**WHAT IS NEEDED:** Write out the material below exactly, with no line missing.

**DATA EXCERPTS:**
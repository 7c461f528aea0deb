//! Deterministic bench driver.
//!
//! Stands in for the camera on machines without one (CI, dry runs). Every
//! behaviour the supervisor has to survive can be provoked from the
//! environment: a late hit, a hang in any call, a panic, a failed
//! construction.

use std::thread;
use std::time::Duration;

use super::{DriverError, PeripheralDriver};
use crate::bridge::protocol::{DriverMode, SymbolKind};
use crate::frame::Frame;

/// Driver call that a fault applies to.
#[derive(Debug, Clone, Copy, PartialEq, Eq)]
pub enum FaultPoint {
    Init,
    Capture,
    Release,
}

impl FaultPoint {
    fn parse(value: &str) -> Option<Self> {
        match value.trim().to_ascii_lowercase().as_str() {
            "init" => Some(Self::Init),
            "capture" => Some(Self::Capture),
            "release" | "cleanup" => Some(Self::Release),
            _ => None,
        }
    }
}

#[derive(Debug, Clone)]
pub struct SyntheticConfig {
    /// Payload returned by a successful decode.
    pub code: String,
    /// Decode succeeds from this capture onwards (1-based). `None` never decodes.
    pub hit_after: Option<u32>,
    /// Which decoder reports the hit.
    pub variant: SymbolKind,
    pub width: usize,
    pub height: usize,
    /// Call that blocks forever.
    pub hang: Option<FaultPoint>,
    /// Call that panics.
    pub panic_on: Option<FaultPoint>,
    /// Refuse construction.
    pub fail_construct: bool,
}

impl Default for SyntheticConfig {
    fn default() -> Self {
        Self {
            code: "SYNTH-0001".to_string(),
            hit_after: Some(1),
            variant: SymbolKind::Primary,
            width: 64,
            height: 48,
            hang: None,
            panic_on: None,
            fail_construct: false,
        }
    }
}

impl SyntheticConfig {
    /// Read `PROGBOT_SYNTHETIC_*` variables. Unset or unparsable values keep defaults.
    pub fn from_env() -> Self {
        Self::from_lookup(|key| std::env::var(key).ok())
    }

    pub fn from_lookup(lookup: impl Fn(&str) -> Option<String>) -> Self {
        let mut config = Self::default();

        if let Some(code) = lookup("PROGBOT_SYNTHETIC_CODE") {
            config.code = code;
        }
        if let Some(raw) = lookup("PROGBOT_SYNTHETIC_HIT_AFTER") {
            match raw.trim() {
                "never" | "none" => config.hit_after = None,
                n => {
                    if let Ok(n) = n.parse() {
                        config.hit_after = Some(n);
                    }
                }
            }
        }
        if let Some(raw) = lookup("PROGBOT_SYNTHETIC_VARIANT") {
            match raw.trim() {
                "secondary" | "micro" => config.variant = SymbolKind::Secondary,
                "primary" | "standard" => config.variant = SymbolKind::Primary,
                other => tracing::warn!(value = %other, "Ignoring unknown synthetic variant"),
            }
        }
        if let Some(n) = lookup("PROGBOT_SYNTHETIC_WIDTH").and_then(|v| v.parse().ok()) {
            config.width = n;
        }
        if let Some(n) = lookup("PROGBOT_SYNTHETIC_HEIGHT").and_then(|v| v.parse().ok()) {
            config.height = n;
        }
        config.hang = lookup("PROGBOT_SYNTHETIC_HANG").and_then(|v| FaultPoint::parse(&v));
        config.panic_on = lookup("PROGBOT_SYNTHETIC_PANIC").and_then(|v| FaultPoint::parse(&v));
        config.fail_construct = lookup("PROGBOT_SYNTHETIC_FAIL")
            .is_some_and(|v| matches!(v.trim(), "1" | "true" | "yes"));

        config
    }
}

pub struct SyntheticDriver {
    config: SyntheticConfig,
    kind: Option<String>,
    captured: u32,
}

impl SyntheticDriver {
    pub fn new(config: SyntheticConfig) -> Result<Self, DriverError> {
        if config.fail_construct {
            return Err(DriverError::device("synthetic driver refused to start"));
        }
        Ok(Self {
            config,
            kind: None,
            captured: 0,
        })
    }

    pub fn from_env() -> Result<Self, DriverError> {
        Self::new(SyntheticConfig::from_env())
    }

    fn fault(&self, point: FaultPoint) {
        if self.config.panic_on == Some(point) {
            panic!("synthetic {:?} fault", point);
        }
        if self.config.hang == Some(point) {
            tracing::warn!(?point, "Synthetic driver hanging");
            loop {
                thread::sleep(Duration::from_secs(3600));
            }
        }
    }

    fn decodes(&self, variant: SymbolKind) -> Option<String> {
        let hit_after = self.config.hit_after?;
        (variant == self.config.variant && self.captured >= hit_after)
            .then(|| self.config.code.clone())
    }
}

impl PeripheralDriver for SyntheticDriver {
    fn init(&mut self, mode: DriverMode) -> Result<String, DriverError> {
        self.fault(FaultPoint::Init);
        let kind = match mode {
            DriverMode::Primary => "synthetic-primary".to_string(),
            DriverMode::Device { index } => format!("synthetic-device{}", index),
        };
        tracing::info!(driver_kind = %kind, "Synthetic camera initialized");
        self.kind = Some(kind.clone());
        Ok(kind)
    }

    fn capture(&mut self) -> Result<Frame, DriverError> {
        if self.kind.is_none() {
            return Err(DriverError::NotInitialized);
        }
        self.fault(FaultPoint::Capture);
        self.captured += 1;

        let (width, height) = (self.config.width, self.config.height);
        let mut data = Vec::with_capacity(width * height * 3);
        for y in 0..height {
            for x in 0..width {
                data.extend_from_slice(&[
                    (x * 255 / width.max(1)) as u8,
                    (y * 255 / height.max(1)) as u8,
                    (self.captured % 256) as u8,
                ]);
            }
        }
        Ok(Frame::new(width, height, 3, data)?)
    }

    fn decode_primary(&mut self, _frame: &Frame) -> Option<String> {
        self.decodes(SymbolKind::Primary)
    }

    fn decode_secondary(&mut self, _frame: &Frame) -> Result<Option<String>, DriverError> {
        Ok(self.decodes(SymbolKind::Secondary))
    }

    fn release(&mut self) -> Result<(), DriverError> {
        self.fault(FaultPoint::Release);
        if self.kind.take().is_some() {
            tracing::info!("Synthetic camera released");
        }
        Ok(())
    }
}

**RESPONSE AREA:**
repository 7c461f528aea0deb
//! Deterministic bench driver.
//!
//! Stands in for the camera on machines without one (CI, dry runs). Every
//! behaviour the supervisor has to survive can be provoked from the
//! environment: a late hit, a hang in any call, a panic, a failed
//! construction.

use std::thread;
use std::time::Duration;

use super::{DriverError, PeripheralDriver};
use crate::bridge::protocol::{DriverMode, SymbolKind};
use crate::frame::Frame;

/// Driver call that a fault applies to.
#[derive(Debug, Clone, Copy, PartialEq, Eq)]
pub enum FaultPoint {
    Init,
    Capture,
    Release,
}

impl FaultPoint {
    fn parse(value: &str) -> Option<Self> {
        match value.trim().to_ascii_lowercase().as_str() {
            "init" => Some(Self::Init),
            "capture" => Some(Self::Capture),
            "release" | "cleanup" => Some(Self::Release),
            _ => None,
        }
    }
}

#[derive(Debug, Clone)]
pub struct SyntheticConfig {
    /// Payload returned by a successful decode.
    pub code: String,
    /// Decode succeeds from this capture onwards (1-based). `None` never decodes.
    pub hit_after: Option<u32>,
    /// Which decoder reports the hit.
    pub variant: SymbolKind,
    pub width: usize,
    pub height: usize,
    /// Call that blocks forever.
    pub hang: Option<FaultPoint>,
    /// Call that panics.
    pub panic_on: Option<FaultPoint>,
    /// Refuse construction.
    pub fail_construct: bool,
}

impl Default for SyntheticConfig {
    fn default() -> Self {
        Self {
            code: "SYNTH-0001".to_string(),
            hit_after: Some(1),
            variant: SymbolKind::Primary,
            width: 64,
            height: 48,
            hang: None,
            panic_on: None,
            fail_construct: false,
        }
    }
}

impl SyntheticConfig {
    /// Read `PROGBOT_SYNTHETIC_*` variables. Unset or unparsable values keep defaults.
    pub fn from_env() -> Self {
        Self::from_lookup(|key| std::env::var(key).ok())
    }

    pub fn from_lookup(lookup: impl Fn(&str) -> Option<String>) -> Self {
        let mut config = Self::default();

        if let Some(code) = lookup("PROGBOT_SYNTHETIC_CODE") {
            config.code = code;
        }
        if let Some(raw) = lookup("PROGBOT_SYNTHETIC_HIT_AFTER") {
            match raw.trim() {
                "never" | "none" => config.hit_after = None,
                n => {
                    if let Ok(n) = n.parse() {
                        config.hit_after = Some(n);
                    }
                }
            }
        }
        if let Some(raw) = lookup("PROGBOT_SYNTHETIC_VARIANT") {
            match raw.trim() {
                "secondary" | "micro" => config.variant = SymbolKind::Secondary,
                "primary" | "standard" => config.variant = SymbolKind::Primary,
                other => tracing::warn!(value = %other, "Ignoring unknown synthetic variant"),
            }
        }
        if let Some(n) = lookup("PROGBOT_SYNTHETIC_WIDTH").and_then(|v| v.parse().ok()) {
            config.width = n;
        }
        if let Some(n) = lookup("PROGBOT_SYNTHETIC_HEIGHT").and_then(|v| v.parse().ok()) {
            config.height = n;
        }
        config.hang = lookup("PROGBOT_SYNTHETIC_HANG").and_then(|v| FaultPoint::parse(&v));
        config.panic_on = lookup("PROGBOT_SYNTHETIC_PANIC").and_then(|v| FaultPoint::parse(&v));
        config.fail_construct = lookup("PROGBOT_SYNTHETIC_FAIL")
            .is_some_and(|v| matches!(v.trim(), "1" | "true" | "yes"));

        config
    }
}

pub struct SyntheticDriver {
    config: SyntheticConfig,
    kind: Option<String>,
    captured: u32,
}

impl SyntheticDriver {
    pub fn new(config: SyntheticConfig) -> Result<Self, DriverError> {
        if config.fail_construct {
            return Err(DriverError::device("synthetic driver refused to start"));
        }
        Ok(Self {
            config,
            kind: None,
            captured: 0,
        })
    }

    pub fn from_env() -> Result<Self, DriverError> {
        Self::new(SyntheticConfig::from_env())
    }

    fn fault(&self, point: FaultPoint) {
        if self.config.panic_on == Some(point) {
            panic!("synthetic {:?} fault", point);
        }
        if self.config.hang == Some(point) {
            tracing::warn!(?point, "Synthetic driver hanging");
            loop {
                thread::sleep(Duration::from_secs(3600));
            }
        }
    }

    fn decodes(&self, variant: SymbolKind) -> Option<String> {
        let hit_after = self.config.hit_after?;
        (variant == self.config.variant && self.captured >= hit_after)
            .then(|| self.config.code.clone())
    }
}

impl PeripheralDriver for SyntheticDriver {
    fn init(&mut self, mode: DriverMode) -> Result<String, DriverError> {
        self.fault(FaultPoint::Init);
        let kind = match mode {
            DriverMode::Primary => "synthetic-primary".to_string(),
            DriverMode::Device { index } => format!("synthetic-device{}", index),
        };
        tracing::info!(driver_kind = %kind, "Synthetic camera initialized");
        self.kind = Some(kind.clone());
        Ok(kind)
    }

    fn capture(&mut self) -> Result<Frame, DriverError> {
        if self.kind.is_none() {
            return Err(DriverError::NotInitialized);
        }
        self.fault(FaultPoint::Capture);
        self.captured += 1;

        let (width, height) = (self.config.width, self.config.height);
        let mut data = Vec::with_capacity(width * height * 3);
        for y in 0..height {
            for x in 0..width {
                data.extend_from_slice(&[
                    (x * 255 / width.max(1)) as u8,
                    (y * 255 / height.max(1)) as u8,
                    (self.captured % 256) as u8,
                ]);
            }
        }
        Ok(Frame::new(width, height, 3, data)?)
    }

    fn decode_primary(&mut self, _frame: &Frame) -> Option<String> {
        self.decodes(SymbolKind::Primary)
    }

    fn decode_secondary(&mut self, _frame: &Frame) -> Result<Option<String>, DriverError> {
        Ok(self.decodes(SymbolKind::Secondary))
    }

    fn release(&mut self) -> Result<(), DriverError> {
        self.fault(FaultPoint::Release);
        if self.kind.take().is_some() {
            tracing::info!("Synthetic camera released");
        }
        Ok(())
    }
}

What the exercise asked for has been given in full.